Set in the aftermath of a fallen civilization, it focuses on a commune organized around a central gathering house which is named "iDEATH". In this environment, many things are made of watermelon sugar (though the inhabitants also use pine wood and stone for building material and fuel made from trout oil). The landscape of the novel is constantly in flux; each day of the week has a different colored sun which creates different colored watermelons, and the central building also changes frequently. The novel's narrator, who is left unnamed, claims to be writing an investigative book on his experiences at iDEATH. Its first-person narrative is sparse and minimalist, granting the novel a detached and alien quality.
A nameless narrator lives a gentle life in a communal settlement called iDEATH, a place where everything is constructed from the sweet substance of watermelon sugar. The sun changes color each day, and the world is filled with rivers, piney woods, and statues commemorating the past. The narrator is writing a book, the twenty-fourth in 171 years, and has recently left his long-time girlfriend, Margaret, for a woman named Pauline, causing tension in their small community.
The story unfolds through the narrator's daily rituals: walks at night, meals at iDEATH, and work at the Watermelon Works. A deep shadow is cast by the memory of the tigers, beautiful, articulate creatures that once killed and ate the narrator's parents but also helped him with his arithmetic before they were hunted to extinction. The last tiger was burned on a pyre, and the trout hatchery at iDEATH was built over the ashes.
The central conflict arises from the life and death of inBOIL, the brother of the community's leader, Charley. Disillusioned with iDEATH, inBOIL forms a drunken gang that lives in shacks near the edge of the mysterious and endless Forgotten Works, a wasteland of discarded and incomprehensible objects from a previous world. They make whiskey from forgotten things, and their behavior becomes increasingly erratic. Margaret is strangely drawn to the Forgotten Works and spends time with inBOIL's gang, collecting artifacts, which creates a rift with the narrator.
The crisis culminates when inBOIL and his men, in a drunken delirium, storm iDEATH to reveal its "true" meaning. Inside the trout hatchery, they declare the dead tigers were the real essence of iDEATH and proceed to ritually mutilate and kill themselves with jackknives, cutting off their thumbs, noses, and ears before bleeding to death. Pauline defiantly mops up their blood, and the bodies are taken back to the Forgotten Works and burned along with their shacks.
In the aftermath, Margaret is ostracized because of her rumored, though unproven, involvement with inBOIL. While looking into the Statue of Mirrors, a reflective surface that shows distant events, the narrator witnesses her suicide. He watches as she hangs herself from an apple tree with a blue scarf. Her body is retrieved, and her room at iDEATH, filled with things from the Forgotten Works, is bricked up forever with silent, black sugar bricks. The story concludes on a black, soundless day with Margaret's funeral. Her body, adorned in robes of glowing foxfire, is placed in a glass tomb at the bottom of a river. The community then prepares for a customary funeral dance, waiting in silence for sound to return to the world so the waltzing can begin. In a final quiet revelation, the narrator notes that Pauline, now sleeping peacefully beside him, was once the mysterious girl with the lantern he always watched on his long night walks.

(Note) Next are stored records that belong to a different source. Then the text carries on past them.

//! Configuration for queued channels.

use crate::events::QueueEvent;
use crate::layer::QueuedChannelLayer;
use std::fmt;
use std::sync::Arc;
use std::time::Duration;
use tokio::runtime::Handle;
use tower_dispatch_core::events::{EventListeners, FnListener};
use tower_dispatch_core::Executor;

#[cfg(feature = "metrics")]
use metrics::{describe_counter, describe_gauge};
#[cfg(feature = "metrics")]
use std::sync::Once;

#[cfg(feature = "metrics")]
static METRICS_INIT: Once = Once::new();

/// Configuration for a [`QueuedChannel`](crate::QueuedChannel).
#[derive(Clone)]
pub struct QueuedChannelConfig {
    /// Name of this channel, used as the `channel` metric label.
    pub(crate) name: String,
    /// Maximum number of waiting requests.
    pub(crate) max_queue_size: usize,
    /// Where admitted requests are driven. `None` means the runtime current
    /// when the channel is created.
    pub(crate) executor: Option<Arc<dyn Executor>>,
    /// Event listeners.
    pub(crate) event_listeners: EventListeners<QueueEvent>,
}

impl QueuedChannelConfig {
    /// Creates a new configuration builder.
    pub fn builder() -> QueuedChannelConfigBuilder {
        #[cfg(feature = "metrics")]
        {
            METRICS_INIT.call_once(|| {
                describe_gauge!(
                    "dispatch_requests_queued",
                    "Requests waiting in the queue for delegate capacity"
                );
                describe_gauge!(
                    "dispatch_requests_running",
                    "Requests delegated and not yet resolved"
                );
                describe_counter!(
                    "dispatch_requests_rejected_total",
                    "Requests answered with 429 because the queue was full"
                );
                describe_counter!(
                    "dispatch_requests_cancelled_total",
                    "Requests abandoned by their caller before completion"
                );
            });
        }
        QueuedChannelConfigBuilder::new()
    }

    /// Returns the channel name.
    pub fn name(&self) -> &str {
        &self.name
    }

    /// Returns the maximum queue size.
    pub fn max_queue_size(&self) -> usize {
        self.max_queue_size
    }
}

impl Default for QueuedChannelConfig {
    fn default() -> Self {
        Self {
            name: "queued-channel".to_string(),
            max_queue_size: usize::MAX,
            executor: None,
            event_listeners: EventListeners::new(),
        }
    }
}

impl fmt::Debug for QueuedChannelConfig {
    fn fmt(&self, f: &mut fmt::Formatter<'_>) -> fmt::Result {
        f.debug_struct("QueuedChannelConfig")
            .field("name", &self.name)
            .field("max_queue_size", &self.max_queue_size)
            .field("executor", &self.executor.is_some())
            .field("event_listeners", &self.event_listeners)
            .finish()
    }
}

/// Builder for queued channel configuration.
pub struct QueuedChannelConfigBuilder {
    config: QueuedChannelConfig,
}

impl QueuedChannelConfigBuilder {
    /// Creates a new builder with default values.
    pub fn new() -> Self {
        Self {
            config: QueuedChannelConfig::default(),
        }
    }

    /// Sets the name of this channel.
    ///
    /// Default: "queued-channel"
    pub fn name(mut self, name: impl Into<String>) -> Self {
        self.config.name = name.into();
        self
    }

    /// Sets the maximum number of requests allowed to wait.
    ///
    /// Requests arriving at a full queue resolve immediately with a 429
    /// response. Default: unbounded
    pub fn max_queue_size(mut self, max: usize) -> Self {
        self.config.max_queue_size = max;
        self
    }

    /// Drives admitted requests on the given runtime.
    ///
    /// Default: the runtime current when the channel is created
    pub fn runtime(self, handle: Handle) -> Self {
        self.executor(handle)
    }

    /// Drives admitted requests on a custom executor.
    pub fn executor<E: Executor>(mut self, executor: E) -> Self {
        self.config.executor = Some(Arc::new(executor));
        self
    }

    /// Registers a callback when a request is queued.
    ///
    /// # Callback Signature
    /// `Fn(usize)` - Called with the queue depth including the new request.
    ///
    /// # Example
    /// ```rust
    /// use tower_dispatch_queue::QueuedChannelConfig;
    ///
    /// let layer = QueuedChannelConfig::builder()
    ///     .max_queue_size(100)
    ///     .on_request_queued(|depth| {
    ///         if depth > 80 {
    ///             println!("queue nearly full: {}", depth);
    ///         }
    ///     })
    ///     .build();
    /// ```
    pub fn on_request_queued<F>(mut self, f: F) -> Self
    where
        F: Fn(usize) + Send + Sync + 'static,
    {
        self.config
            .event_listeners
            .add(FnListener::new(move |event| {
                if let QueueEvent::RequestQueued { queue_depth, .. } = event {
                    f(*queue_depth);
                }
            }));
        self
    }

    /// Registers a callback when a request is rejected by a full queue.
    ///
    /// # Callback Signature
    /// `Fn(usize)` - Called with the configured maximum queue size.
    pub fn on_request_rejected<F>(mut self, f: F) -> Self
    where
        F: Fn(usize) + Send + Sync + 'static,
    {
        self.config
            .event_listeners
            .add(FnListener::new(move |event| {
                if let QueueEvent::RequestRejected { max_queue_size, .. } = event {
                    f(*max_queue_size);
                }
            }));
        self
    }

    /// Registers a callback when a request is handed to the delegate.
    ///
    /// # Callback Signature
    /// `Fn(Duration)` - Called with the time the request spent queued.
    pub fn on_request_delegated<F>(mut self, f: F) -> Self
    where
        F: Fn(Duration) + Send + Sync + 'static,
    {
        self.config
            .event_listeners
            .add(FnListener::new(move |event| {
                if let QueueEvent::RequestDelegated { waited, .. } = event {
                    f(*waited);
                }
            }));
        self
    }

    /// Registers a callback when a caller abandons its request.
    pub fn on_request_cancelled<F>(mut self, f: F) -> Self
    where
        F: Fn() + Send + Sync + 'static,
    {
        self.config
            .event_listeners
            .add(FnListener::new(move |event| {
                if let QueueEvent::RequestCancelled { .. } = event {
                    f();
                }
            }));
        self
    }

    /// Builds the configuration and returns a [`QueuedChannelLayer`].
    pub fn build(self) -> QueuedChannelLayer {
        QueuedChannelLayer::new(self.config)
    }

    /// Builds the configuration without wrapping it in a layer.
    pub fn build_config(self) -> QueuedChannelConfig {
        self.config
    }
}

impl Default for QueuedChannelConfigBuilder {
    fn default() -> Self {
        Self::new()
    }
}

The concept of iDEATH is subject to various interpretations. It can be seen as a new Eden in a post-apocalyptic world, with the old destroyed world represented by the Forgotten Works, connecting the narrator and his new lover to Adam and Eve. The novel alludes to communal experiments of the 1960s, involving the intersection of nature and technology. For example, the iDEATH building seems to have been constructed around nature, rather than displacing it; the building houses many trees, rocks, a creek, and a trout hatchery. Brautigan himself said he based the book on his life in Bolinas, whose inhabitants were at that time known for their semi-communal and insular ways.[citation needed]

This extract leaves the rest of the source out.